Die Rechnung geht nicht mehr auf
Die Teuerungen in den letzten Jahren haben stark dazu geführt, dass die Leute sparen. Der Kauf der neuen Nähmaschine wird nach hinten verschoben und ist mehr und mehr zum Luxusprodukt geworden. Weiter gingen in den Geschäften auch die Frequenzen der Kundinnen und Kunden stetig zurück. «Es braucht uns nicht mehr. Hinzu kommt, dass die Margen auf unseren Produkten immer kleiner werden, die Fixkosten jedoch steigen», sagt Thomas Germann gegenüber dieser Zeitung. Mit den grossen Online-Händlern kann das kleine Geschäft zudem preislich nicht mithalten. Weiter habe das Online-Shopping die Lage in den letzten Jahren deutlich erschwert. «Unsere Rechnung ging nicht mehr auf – es ist für uns als Einzelfirma inzwischen eher fünf nach zwölf als fünf vor zwölf.» So blieb dem erfahrenen Geschäftsmann keine andere Möglichkeit als die endgültige Schliessung. «Der Entscheid ist keinesfalls leicht gewesen, dennoch habe man diesen nicht abwenden können», so Thomas Germann weiter, der den Betrieb seit 25 Jahren in zweiter Generation führt und im Jahr 1998 von seinem Vater übernommen hat.
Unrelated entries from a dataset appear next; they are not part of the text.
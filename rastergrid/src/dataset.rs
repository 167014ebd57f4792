//! Raster bundles written by the LiDAR preprocessing step.
//!
//! A bundle is a directory holding:
//!
//! - `metadata.json`: shape, projected (EPSG:3857) and WGS84 bounds,
//!   and the scale/offset of each quantized grid,
//! - `dtm_u16.bin`: terrain elevation codes,
//! - `chm_u16.bin`: canopy height codes,
//! - `valid_u8.bin` (optional): one byte per sample, non-zero where
//!   both terrain and canopy had LiDAR returns.
//!
//! Grids are little-endian `u16`, row-major, with row 0 at `maxy`
//! and column 0 at `minx`.

use crate::{GridError, Grids, RasterGrid, ValidityMask, C};
use byteorder::{LittleEndian as LE, WriteBytesExt};
use geo::geometry::{Coord, Rect};
use log::debug;
use serde::{Deserialize, Serialize};
use std::{
    fs::{self, File},
    io::{BufWriter, ErrorKind, Write},
    path::{Path, PathBuf},
};

pub const METADATA_FILE: &str = "metadata.json";
pub const DTM_FILE: &str = "dtm_u16.bin";
pub const CHM_FILE: &str = "chm_u16.bin";
pub const MASK_FILE: &str = "valid_u8.bin";

/// Contents of `metadata.json`.
#[derive(Debug, Clone, PartialEq, Serialize, Deserialize)]
pub struct Metadata {
    pub width: usize,
    pub height: usize,
    pub bounds: ProjectedBounds,
    pub bounds_wgs84: GeoBounds,
    #[serde(default = "default_crs")]
    pub crs: String,
    pub chm_scale: C,
    #[serde(default)]
    pub chm_offset: C,
    #[serde(default)]
    pub chm_min_height: C,
    #[serde(default)]
    pub chm_max_height: C,
    pub dtm_scale: C,
    #[serde(default)]
    pub dtm_offset: C,
    #[serde(default)]
    pub dtm_min_height: C,
    #[serde(default)]
    pub dtm_max_height: C,
    #[serde(default)]
    pub dx: C,
    #[serde(default)]
    pub dy: C,
}

fn default_crs() -> String {
    "EPSG:3857".to_string()
}

/// Projected bounds, in meters.
#[derive(Debug, Clone, Copy, PartialEq, Serialize, Deserialize)]
pub struct ProjectedBounds {
    pub minx: C,
    pub miny: C,
    pub maxx: C,
    pub maxy: C,
}

impl ProjectedBounds {
    pub fn rect(&self) -> Rect<C> {
        Rect::new(
            Coord {
                x: self.minx,
                y: self.miny,
            },
            Coord {
                x: self.maxx,
                y: self.maxy,
            },
        )
    }
}

impl From<Rect<C>> for ProjectedBounds {
    fn from(rect: Rect<C>) -> Self {
        Self {
            minx: rect.min().x,
            miny: rect.min().y,
            maxx: rect.max().x,
            maxy: rect.max().y,
        }
    }
}

/// Geographic bounds, in degrees.
#[derive(Debug, Clone, Copy, PartialEq, Serialize, Deserialize)]
pub struct GeoBounds {
    pub lat_min: C,
    pub lon_min: C,
    pub lat_max: C,
    pub lon_max: C,
}

/// How to load grid samples.
///
/// The trade off between loading grid data into memory versus memory
/// mapping is not obvious, and you should measure both before
/// deciding.
#[derive(Debug, Clone, Copy, PartialEq, Eq)]
pub enum LoadMode {
    /// Read samples into memory.
    InMem,

    /// Memory map file contents.
    MemMap,
}

/// A loaded raster bundle.
pub struct Dataset {
    pub metadata: Metadata,
    pub grids: Grids,
}

impl Dataset {
    /// Opens the bundle in directory `dir`.
    pub fn open<P: AsRef<Path>>(dir: P, mode: LoadMode) -> Result<Self, GridError> {
        let dir = dir.as_ref();
        let now = std::time::Instant::now();

        let metadata: Metadata = {
            let file = File::open(dir.join(METADATA_FILE))?;
            serde_json::from_reader(file)?
        };
        let Metadata {
            width,
            height,
            bounds,
            ..
        } = metadata;
        let bounds = bounds.rect();

        let open_grid = |name: &str, scale: C, offset: C| {
            let path = dir.join(name);
            debug!("loading {path:?}");
            match mode {
                LoadMode::InMem => RasterGrid::load(path, width, height, bounds, scale, offset),
                LoadMode::MemMap => RasterGrid::memmap(path, width, height, bounds, scale, offset),
            }
        };
        let terrain = open_grid(DTM_FILE, metadata.dtm_scale, metadata.dtm_offset)?;
        let canopy = open_grid(CHM_FILE, metadata.chm_scale, metadata.chm_offset)?;

        let mask = match fs::read(dir.join(MASK_FILE)) {
            Ok(bytes) => Some(ValidityMask::from_bytes(width, height, &bytes)?),
            Err(e) if e.kind() == ErrorKind::NotFound => {
                debug!("no validity mask in {dir:?}, treating all samples as valid");
                None
            }
            Err(e) => return Err(e.into()),
        };

        let grids = Grids::new(terrain, canopy, mask)?;
        debug!(
            "dataset; dir: {dir:?}, shape: {width}x{height}, load_exec: {:?}",
            now.elapsed()
        );
        Ok(Self { metadata, grids })
    }

    /// Writes a bundle to directory `dir`, creating it if needed.
    pub fn write<P: AsRef<Path>>(
        dir: P,
        metadata: &Metadata,
        dtm: &[u16],
        chm: &[u16],
        valid: Option<&[bool]>,
    ) -> Result<(), GridError> {
        let dir = dir.as_ref();
        let expected = metadata.width * metadata.height;
        for actual in [dtm.len(), chm.len(), valid.map_or(expected, <[bool]>::len)] {
            if actual != expected {
                return Err(GridError::Len { expected, actual });
            }
        }

        fs::create_dir_all(dir)?;
        serde_json::to_writer_pretty(File::create(dir.join(METADATA_FILE))?, metadata)?;
        write_codes(dir.join(DTM_FILE), dtm)?;
        write_codes(dir.join(CHM_FILE), chm)?;
        if let Some(valid) = valid {
            let bytes: Vec<u8> = valid.iter().map(|&v| u8::from(v)).collect();
            fs::write(dir.join(MASK_FILE), bytes)?;
        }
        Ok(())
    }
}

fn write_codes(path: PathBuf, codes: &[u16]) -> Result<(), GridError> {
    let mut wtr = BufWriter::new(File::create(path)?);
    for code in codes {
        wtr.write_u16::<LE>(*code)?;
    }
    wtr.flush()?;
    Ok(())
}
Stammkundschaft ist abgewandert
Bei Geschäftsbeginn vor fünf Jahrzehnten hatten die Leute noch alle eigene Nähmaschinen zuhause und so wurden täglich Waren in den Nähcentern eingekauft. Genäht wird hingegen heute meistens nur noch als Hobby. Zu der Stammkundschaft zählten vor allem Damen- und Herrenschneiderinnen und -schneider. Die Preise waren hoch, das Material in guter Qualität und die Kundschaft zahlfreudig. «Stammkunden wie etwa Guggenmusiken wandern vermehrt zu unseren Lieferanten ab. Die Damen- und Herrenschneiderinnen -und -schneider zählen mittlerweile zu einer aussterbenden Spezies.» «Als ich mit meiner Frau im Jahr 1998 das Geschäft übernommen habe, hat sich das Kaufverhalten bereits stark verändert», führt Thomas Germann weiter aus. Doch damals liefen die Geschäfte noch. Weiter wurden auch die Qualitätsansprüche anders: Ein Mantel muss heute nur noch eine Saison halten – früher waren es zehn Jahre.
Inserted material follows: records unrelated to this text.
//! Crash detection over subprocess log output.
//!
//! Servers run out-of-process, so the only crash signal is their log
//! stream. The monitor walks a small stage machine over incoming lines:
//! an error-start marker opens the capture, description lines follow,
//! callstack lines are recognized by shape, and everything after the
//! callstack is exit noise.

use regex::Regex;

/// Where in a crash log the monitor currently is.
#[derive(Debug, Clone, Copy, PartialEq, Eq, Default)]
pub enum ErrorLogStage {
    /// No crash detected.
    #[default]
    NoError,
    /// An error-start marker just matched.
    ErrorStart,
    /// Capturing the error description.
    ErrorDesc,
    /// Capturing callstack lines.
    ErrorCallstack,
    /// Past the callstack; trailing exit output.
    ErrorExit,
}

/// One captured crash log line.
#[derive(Debug, Clone)]
pub struct ErrorLine {
    /// Stage the line was captured in.
    pub stage: ErrorLogStage,
    /// The raw line.
    pub line: String,
}

/// Stage machine scanning a process's log lines for a crash.
pub struct CrashMonitor {
    stage: ErrorLogStage,
    captured: Vec<ErrorLine>,
    start_markers: Vec<String>,
    callstack_pattern: Regex,
}

impl Default for CrashMonitor {
    fn default() -> Self {
        Self::new()
    }
}

impl CrashMonitor {
    /// Monitor with the stock error-start markers.
    pub fn new() -> Self {
        Self {
            stage: ErrorLogStage::NoError,
            captured: Vec::new(),
            start_markers: vec![
                "=== Critical error: ===".to_string(),
                "Fatal error!".to_string(),
                "Windows GetLastError:".to_string(),
            ],
            // Matches: " (0x000007fefe22cacd) + 0 bytes ["
            callstack_pattern: Regex::new(r"\s\(0x[0-9a-f]+\) \+ [0-9]+ bytes \[")
                .expect("static pattern"),
        }
    }

    /// Whether a crash has been detected.
    pub fn crashed(&self) -> bool {
        self.stage != ErrorLogStage::NoError
    }

    /// Current stage.
    pub fn stage(&self) -> ErrorLogStage {
        self.stage
    }

    /// Captured crash lines, description first.
    pub fn captured(&self) -> &[ErrorLine] {
        &self.captured
    }

    /// The description lines of the crash, for summary printing.
    pub fn description_lines(&self) -> Vec<&str> {
        self.captured
            .iter()
            .filter(|l| l.stage == ErrorLogStage::ErrorDesc)
            .map(|l| l.line.as_str())
            .collect()
    }

    /// Scan a batch of log lines.
    ///
    /// Returns true when this batch contained the start of a crash (useful
    /// for resetting timeouts: callstack dumps can take a long time).
    pub fn scan(&mut self, lines: &[String]) -> bool {
        let mut started_here = false;

        for line in lines {
            let is_start_marker = self.start_markers.iter().any(|m| line.contains(m));

            if self.stage == ErrorLogStage::NoError {
                if is_start_marker {
                    self.stage = ErrorLogStage::ErrorStart;
                    started_here = true;
                } else {
                    continue;
                }
            }

            // Description begins with the first non-marker line
            if self.stage == ErrorLogStage::ErrorStart && !is_start_marker {
                self.stage = ErrorLogStage::ErrorDesc;
            }

            if matches!(self.stage, ErrorLogStage::ErrorDesc | ErrorLogStage::ErrorCallstack) {
                if self.callstack_pattern.is_match(line) {
                    self.stage = ErrorLogStage::ErrorCallstack;
                } else if self.stage == ErrorLogStage::ErrorCallstack {
                    self.stage = ErrorLogStage::ErrorExit;
                }
            }

            self.captured.push(ErrorLine {
                stage: self.stage,
                line: line.clone(),
            });
        }

        started_here
    }
}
Gutscheine verfallen Ende Januar 2024
Die Geschäftsinhaber und das kompetente Team werden bis zur Schliessung aber noch vollumfänglich für ihre Kundinnen und Kunden da sein. Die Winter-Monate sind im Nähcenter Germann tendenziell die stärksten. Auch die Fasnacht liegt den Unternehmern am Herzen, und so wollen sie den Fasnächtlern noch ein letztes Mal die Gelegenheit bieten, coole Accessoires zu kreieren. Gutscheine können noch bis Ende Januar 2024 eingelöst werden, danach verfallen sie. Was mit den freiwerdenden Räumlichkeiten in Huttwil und Langenthal in Zukunft geschehen wird, ist derzeit noch unklar. Die zwei Liegenschaften, in denen sich die Nähcenter befinden, sind aber nicht im Besitz der Unternehmer.